Olanzapine, an atypical antipsychotic, is widely used in the treatment of schizophrenia and bipolar disorder due to its modulation of dopamine and serotonin receptor systems. While its primary action involves antagonism of dopamine D2 and serotonin 5-HT (5-hydroxytryptamine)₂A receptors, recent evidence suggests that olanzapine also inhibits 5-HT₃ receptors, which are ligand-gated ion channels involved in synaptic transmission in central and peripheral nervous systems. The present study aimed to investigate the action of olanzapine on 5-HT₃ receptor-mediated currents using whole-cell voltage-clamp recordings in NCB-20 neuroblastoma cells.
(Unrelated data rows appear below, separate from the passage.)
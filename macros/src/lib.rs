//! Derive macros for Reducible
//!
//! This crate provides procedural macros to reduce boilerplate when wiring
//! actions and states into a `reducible_runtime::Store`.
//!
//! # Available Macros
//!
//! - `#[derive(Action)]` - Implements `reducible_core::action::Action` for action enums
//! - `#[derive(State)]` - Implements `reducible_core::state::Persistent` for state structs
//!
//! # Example
//!
//! ```ignore
//! use reducible_macros::{Action, State};
//!
//! #[derive(Action, Clone, Debug)]
//! enum NotesAction {
//!     Append { text: String },
//!
//!     #[transient]
//!     Select(usize),
//! }
//!
//! #[derive(State, Clone, Debug, Default)]
//! struct NotesState {
//!     #[persist]
//!     entries: Vec<String>,
//!     selected: Option<usize>,
//! }
//!
//! // Generated methods:
//! assert_eq!(NotesAction::Select(0).name(), "Select");
//! assert!(NotesAction::Select(0).is_transient());
//! assert!(!NotesAction::Append { text: "x".into() }.is_transient());
//! ```

#![forbid(unsafe_code)]
#![warn(missing_docs)]

use proc_macro::TokenStream;
use quote::quote;
use syn::{Attribute, Data, DeriveInput, Fields, Index, parse_macro_input};

/// Derive macro for Action enums
///
/// Implements `reducible_core::action::Action`:
/// - `name()` - Returns the variant name (for logs and metric labels)
/// - `is_transient()` - Returns true for variants marked `#[transient]`
///
/// # Attributes
///
/// - `#[transient]` - Mark a variant as touching only non-persisted state;
///   the store skips the storage write-back after it
///
/// # Panics
///
/// This macro will produce a compile error (not a runtime panic) if applied
/// to a non-enum type.
///
/// # Example
///
/// ```ignore
/// #[derive(Action, Clone, Debug)]
/// enum ListAction {
///     Add { text: String },
///     Remove(u32),
///     #[transient]
///     Highlight(u32),
/// }
///
/// assert_eq!(ListAction::Remove(1).name(), "Remove");
/// assert!(ListAction::Highlight(1).is_transient());
/// ```
#[proc_macro_derive(Action, attributes(transient))]
pub fn derive_action(input: TokenStream) -> TokenStream {
    let input = parse_macro_input!(input as DeriveInput);
    let name = &input.ident;
    let (impl_generics, ty_generics, where_clause) = input.generics.split_for_impl();

    let Data::Enum(data_enum) = &input.data else {
        return syn::Error::new_spanned(input, "#[derive(Action)] can only be used on enums")
            .to_compile_error()
            .into();
    };

    let mut name_arms = Vec::new();
    let mut transient_arms = Vec::new();

    for variant in &data_enum.variants {
        let variant_name = &variant.ident;
        let label = variant_name.to_string();
        let pattern = match &variant.fields {
            Fields::Named(_) => quote! { Self::#variant_name { .. } },
            Fields::Unnamed(_) => quote! { Self::#variant_name(..) },
            Fields::Unit => quote! { Self::#variant_name },
        };

        name_arms.push(quote! { #pattern => #label, });

        if has_attribute(&variant.attrs, "transient") {
            transient_arms.push(quote! { #pattern => true, });
        }
    }

    // An empty enum has no values, so `name` can never be called.
    let name_body = if name_arms.is_empty() {
        quote! { match *self {} }
    } else {
        quote! {
            match self {
                #(#name_arms)*
            }
        }
    };

    let expanded = quote! {
        impl #impl_generics ::reducible_core::action::Action for #name #ty_generics #where_clause {
            fn name(&self) -> &'static str {
                #name_body
            }

            #[allow(unreachable_patterns)]
            fn is_transient(&self) -> bool {
                match self {
                    #(#transient_arms)*
                    _ => false,
                }
            }
        }
    };

    TokenStream::from(expanded)
}

/// Derive macro for State structs
///
/// Implements `reducible_core::state::Persistent` using the field marked
/// `#[persist]` as the snapshot. Every other field is transient and keeps
/// its seed value when a snapshot is restored.
///
/// # Attributes
///
/// - `#[persist]` - Mark exactly one field as the persisted part of the state
///
/// # Panics
///
/// This macro will produce a compile error (not a runtime panic) if:
/// - Applied to a non-struct type
/// - No field, or more than one field, is marked `#[persist]`
///
/// # Example
///
/// ```ignore
/// #[derive(State, Clone, Debug, Default)]
/// struct BoardState {
///     #[persist]
///     cards: Vec<Card>,
///     dragging: Option<usize>,
/// }
/// ```
#[proc_macro_derive(State, attributes(persist))]
pub fn derive_state(input: TokenStream) -> TokenStream {
    let input = parse_macro_input!(input as DeriveInput);
    let name = &input.ident;
    let (impl_generics, ty_generics, where_clause) = input.generics.split_for_impl();

    let Data::Struct(data_struct) = &input.data else {
        return syn::Error::new_spanned(input, "#[derive(State)] can only be used on structs")
            .to_compile_error()
            .into();
    };

    let persisted: Vec<_> = data_struct
        .fields
        .iter()
        .enumerate()
        .filter(|(_, field)| has_attribute(&field.attrs, "persist"))
        .collect();

    let [(position, field)] = persisted.as_slice() else {
        return syn::Error::new_spanned(
            name,
            "#[derive(State)] requires exactly one field marked #[persist]",
        )
        .to_compile_error()
        .into();
    };

    let ty = &field.ty;
    let accessor = field.ident.as_ref().map_or_else(
        || {
            let index = Index::from(*position);
            quote! { #index }
        },
        |ident| quote! { #ident },
    );

    let expanded = quote! {
        impl #impl_generics ::reducible_core::state::Persistent for #name #ty_generics #where_clause {
            type Snapshot = #ty;

            fn snapshot(&self) -> &Self::Snapshot {
                &self.#accessor
            }

            fn restore(&mut self, snapshot: Self::Snapshot) {
                self.#accessor = snapshot;
            }
        }
    };

    TokenStream::from(expanded)
}

/// Helper function to check if an attribute list contains a specific attribute
fn has_attribute(attrs: &[Attribute], name: &str) -> bool {
    attrs.iter().any(|attr| attr.path().is_ident(name))
}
Results of this study indicated that olanzapine could act as a non-competitive antagonist of the 5-HT₃ receptor, exhibiting concentration-dependent inhibition of ion currents. Moreover, olanzapine facilitated both deactivation and desensitization kinetics, accelerating decay of 5-HT₃ receptor-mediated currents. Recovery from desensitization was significantly delayed by olanzapine, whereas recovery from deactivation was largely unaffected by it. Current-voltage relationship analysis revealed that olanzapine reduced the amplitude of 5-HT₃ receptor-mediated currents across all holding potentials without altering reversal potential, suggesting a voltage-independent inhibition. Furthermore, olanzapine exhibited use-dependent inhibition, with a greater reduction in current observed during more frequent 5-HT application. These findings provide novel insights into a non-competitive and allosteric inhibition of 5-HT₃ receptors by olanzapine, contributing to a deeper understanding of its pharmacological profile in neuropsychiatric and gastrointestinal conditions where serotonergic neurotransmission is implicated.